In this paper, we put our emphasis on structure based VS. The structure based VS is a powerful tool when a reliable crystal structure of the target protein is available. There are more than 300 HIV RT crystal structures are available in the Protein Data Bank (PDB). This is a vast source for RT inhibitors discovery through VS. Database of drug candidates is another important factor for successful VS. There are many commercial or scholarly free databases are available，including ZINC (www.zinc.docking.org ), SPECS (http://www.specs.net ) and ChemBridge (http://www.chembridge.com ), etc. Millions of compounds from these databases are provided for structure based VS. Moreover, the number of compounds is increasing with millions every year. How to find an effective HIV RT inhibitor form the huge number of compounds? VS are the choice. An excellent program is very important for successful VS. Many programs have been developed for VS. Auto Dock is the representative of free VS tools. Auto Dock is designed by the Scripps Research Institute and widely used in drug discovery. Besides Auto Dock, DOCK, GOLD and MOE are also popular programs for VS [7-9].
A substantial number of studies have been conducted to discover potential HIV RT inhibitors through VS [10-12]. Here are just some examples. Ten compounds with HIV RT inhibitory activity were discovered from Indonesian Herbal Database through VS using Auto Dock4 . Two compounds which inhibit the activity of RT and block HIV replication were discovered from a library containing 2864 National Cancer Institute (NCI) compounds via VS . In another study, three compounds with low-micro molar antiviral activity against both wild type and Y181C HIV-1 strains were selected from more than 2 million compounds via VS using three RT structures. Two structures are wild type with different Y181 conformations while the third one are with Y181C modification. Ligand based VS are also useful tools for development of HIV RT inhibitors although we are mainly discussing the structure based VS in this paper .

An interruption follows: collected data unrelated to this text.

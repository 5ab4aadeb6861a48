//! Local execution of the assistant's `terminal` tool calls.

use std::io::{self, PipeReader, Read};
use std::os::unix::process::CommandExt;
use std::path::PathBuf;
use std::process::{Child, Command, ExitStatus, Stdio};
use std::sync::Arc;
use std::thread;
use std::time::Duration;

use assistant_service::{ToolCall, ToolOutput};
use thiserror::Error;
use wait_timeout::ChildExt;

use crate::config::{ToolPolicy, UnsupportedToolPolicy};

pub const DEFAULT_SHELL: &str = "bash";
pub const DEFAULT_MAX_OUTPUT_BYTES: usize = 100 * 1024;

/// Local failures that prevent a command from producing any output at all.
#[derive(Debug, Error)]
pub enum ToolError {
    #[error("failed to launch {shell}: {source}")]
    Spawn {
        shell: String,
        #[source]
        source: io::Error,
    },

    #[error("failed waiting for shell command: {source}")]
    Wait {
        #[source]
        source: io::Error,
    },
}

/// Runs one shell command and returns its combined output.
pub trait ToolExecutor: Send + Sync {
    fn execute(&self, command: &str) -> Result<String, ToolError>;
}

/// Executes commands with `<shell> -c`, capturing stdout and stderr interleaved as written.
#[derive(Debug, Clone)]
pub struct ShellToolExecutor {
    shell: PathBuf,
    timeout: Option<Duration>,
    max_output_bytes: usize,
}

impl Default for ShellToolExecutor {
    fn default() -> Self {
        Self::new()
    }
}

impl ShellToolExecutor {
    #[must_use]
    pub fn new() -> Self {
        Self {
            shell: PathBuf::from(DEFAULT_SHELL),
            timeout: None,
            max_output_bytes: DEFAULT_MAX_OUTPUT_BYTES,
        }
    }

    #[must_use]
    pub fn with_shell(mut self, shell: impl Into<PathBuf>) -> Self {
        self.shell = shell.into();
        self
    }

    #[must_use]
    pub fn with_timeout(mut self, timeout: Option<Duration>) -> Self {
        self.timeout = timeout;
        self
    }

    #[must_use]
    pub fn with_max_output_bytes(mut self, max_output_bytes: usize) -> Self {
        self.max_output_bytes = max_output_bytes;
        self
    }

    /// Starts the command in its own process group with stdout and stderr sharing one pipe.
    fn spawn(&self, command: &str) -> Result<(Child, PipeReader), ToolError> {
        let spawn_error = |source| ToolError::Spawn {
            shell: self.shell.display().to_string(),
            source,
        };
        let (reader, writer) = io::pipe().map_err(spawn_error)?;
        let stderr_writer = writer.try_clone().map_err(spawn_error)?;

        let child = Command::new(&self.shell)
            .arg("-c")
            .arg(command)
            .stdin(Stdio::null())
            .stdout(writer)
            .stderr(stderr_writer)
            .process_group(0)
            .spawn()
            .map_err(spawn_error)?;
        Ok((child, reader))
    }
}

impl ToolExecutor for ShellToolExecutor {
    fn execute(&self, command: &str) -> Result<String, ToolError> {
        tracing::debug!(command, "running terminal tool call");
        let (mut child, pipe) = self.spawn(command)?;

        // The pipe drains while the child runs so a chatty command cannot block on a full pipe.
        let reader = drain_pipe(pipe);

        let (status, timed_out) = match self.timeout {
            Some(timeout) => match child.wait_timeout(timeout) {
                Ok(Some(status)) => (status, false),
                Ok(None) => {
                    kill_process_group(&mut child);
                    let status = child.wait().map_err(|source| ToolError::Wait { source })?;
                    (status, true)
                }
                Err(source) => {
                    kill_process_group(&mut child);
                    let _ = child.wait();
                    return Err(ToolError::Wait { source });
                }
            },
            None => (
                child.wait().map_err(|source| ToolError::Wait { source })?,
                false,
            ),
        };

        let mut content = String::from_utf8_lossy(&join_reader(reader)).into_owned();

        let trailer = match (timed_out, self.timeout) {
            (true, Some(timeout)) => Some(format!("[timed out after {}s]", timeout.as_secs())),
            _ => format_exit_status(status),
        };
        if let Some(trailer) = trailer {
            if !content.is_empty() && !content.ends_with('\n') {
                content.push('\n');
            }
            content.push_str(&trailer);
        }

        tracing::debug!(
            exit_code = status.code(),
            timed_out,
            bytes = content.len(),
            "terminal tool call finished"
        );
        Ok(truncate_to_byte_limit(content, self.max_output_bytes))
    }
}

/// Turns a required-action batch into the outputs submitted back to the run.
#[derive(Clone)]
pub struct ToolDispatcher {
    executor: Arc<dyn ToolExecutor>,
    policy: ToolPolicy,
}

enum Planned<'a> {
    Execute { call: &'a ToolCall, command: String },
    Ready(ToolOutput),
}

impl ToolDispatcher {
    #[must_use]
    pub fn new(executor: Arc<dyn ToolExecutor>, policy: ToolPolicy) -> Self {
        Self { executor, policy }
    }

    /// Returns one output per answered call, in the order the calls were given.
    ///
    /// `on_start` fires just before each shell command runs. With fan-out it fires for
    /// a whole worker chunk before that chunk starts.
    pub fn dispatch(
        &self,
        calls: &[ToolCall],
        on_start: &mut dyn FnMut(&ToolCall, &str),
    ) -> Result<Vec<ToolOutput>, ToolError> {
        let mut planned = Vec::with_capacity(calls.len());
        for call in calls {
            if !call.is_shell() {
                match self.policy.unsupported {
                    UnsupportedToolPolicy::Report => {
                        tracing::warn!(tool = %call.function.name, "unsupported tool call");
                        planned.push(Planned::Ready(ToolOutput::new(
                            call.id.clone(),
                            format!("unsupported tool: {}", call.function.name),
                        )));
                    }
                    UnsupportedToolPolicy::Skip => {
                        tracing::warn!(tool = %call.function.name, "skipping unsupported tool call");
                    }
                }
                continue;
            }

            match call.shell_command() {
                Ok(command) => planned.push(Planned::Execute { call, command }),
                Err(error) => {
                    tracing::warn!(call_id = %call.id, %error, "malformed terminal arguments");
                    planned.push(Planned::Ready(ToolOutput::new(
                        call.id.clone(),
                        format!("invalid arguments for terminal: {error}"),
                    )));
                }
            }
        }

        let executed = self.execute_all(&planned, on_start)?;
        let mut executed = executed.into_iter();
        let mut outputs = Vec::with_capacity(planned.len());
        for plan in planned {
            match plan {
                Planned::Ready(output) => outputs.push(output),
                Planned::Execute { call, .. } => {
                    if let Some(content) = executed.next() {
                        outputs.push(ToolOutput::new(call.id.clone(), content));
                    }
                }
            }
        }
        Ok(outputs)
    }

    fn execute_all(
        &self,
        planned: &[Planned<'_>],
        on_start: &mut dyn FnMut(&ToolCall, &str),
    ) -> Result<Vec<String>, ToolError> {
        let commands: Vec<(&ToolCall, &str)> = planned
            .iter()
            .filter_map(|plan| match plan {
                Planned::Execute { call, command } => Some((*call, command.as_str())),
                Planned::Ready(_) => None,
            })
            .collect();

        if self.policy.concurrency <= 1 || commands.len() <= 1 {
            let mut results = Vec::with_capacity(commands.len());
            for (call, command) in commands {
                on_start(call, command);
                results.push(self.executor.execute(command)?);
            }
            return Ok(results);
        }

        let mut results = Vec::with_capacity(commands.len());
        for chunk in commands.chunks(self.policy.concurrency) {
            for (call, command) in chunk {
                on_start(call, command);
            }
            let chunk_results = thread::scope(|scope| {
                let handles: Vec<_> = chunk
                    .iter()
                    .map(|(_, command)| {
                        let executor = Arc::clone(&self.executor);
                        scope.spawn(move || executor.execute(command))
                    })
                    .collect();
                handles
                    .into_iter()
                    .map(|handle| match handle.join() {
                        Ok(result) => result,
                        Err(panic) => std::panic::resume_unwind(panic),
                    })
                    .collect::<Vec<_>>()
            });
            results.extend(chunk_results);
        }
        results.into_iter().collect()
    }
}

fn drain_pipe(mut pipe: impl Read + Send + 'static) -> thread::JoinHandle<Vec<u8>> {
    thread::spawn(move || {
        let mut bytes = Vec::new();
        let _ = pipe.read_to_end(&mut bytes);
        bytes
    })
}

fn join_reader(reader: thread::JoinHandle<Vec<u8>>) -> Vec<u8> {
    reader.join().unwrap_or_default()
}

/// Kills the shell and everything it started, so no grandchild keeps the pipe open.
fn kill_process_group(child: &mut Child) {
    let killed = libc::pid_t::try_from(child.id())
        .map(|pgid| unsafe { libc::killpg(pgid, libc::SIGKILL) } == 0)
        .unwrap_or(false);
    if !killed {
        let _ = child.kill();
    }
}

fn truncate_to_byte_limit(content: String, max_bytes: usize) -> String {
    if content.len() <= max_bytes {
        return content;
    }

    let mut cutoff = max_bytes;
    while cutoff > 0 && !content.is_char_boundary(cutoff) {
        cutoff -= 1;
    }

    let mut truncated = content[..cutoff].to_string();
    truncated.push_str("\n[truncated]");
    truncated
}

fn format_exit_status(status: ExitStatus) -> Option<String> {
    if status.success() {
        return None;
    }
    Some(match status.code() {
        Some(code) => format!("[exit status: {code}]"),
        None => "[terminated by signal]".to_string(),
    })
}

Based on the large number of HIV RT crystal structures, discovery of novel RT inhibitors through VS seems more reasonable than ever before. Also, the increasing number of compounds is very attractive to researchers who are engaged in VS. Besides discovery of lead compounds with RT inhibitory activity, more studies can be performed with VS. As mentioned in the above, inhibitors against RT mutant were selected using VS. VS can be applied to approach the issue of drug resistance. Drug resistance is a serious problem in AIDS treatment. It is very difficult for the drug development scientists to catch up with the step of mutations of drug resistance. With the assistance of VS, the issue of drug resistance may be better understood.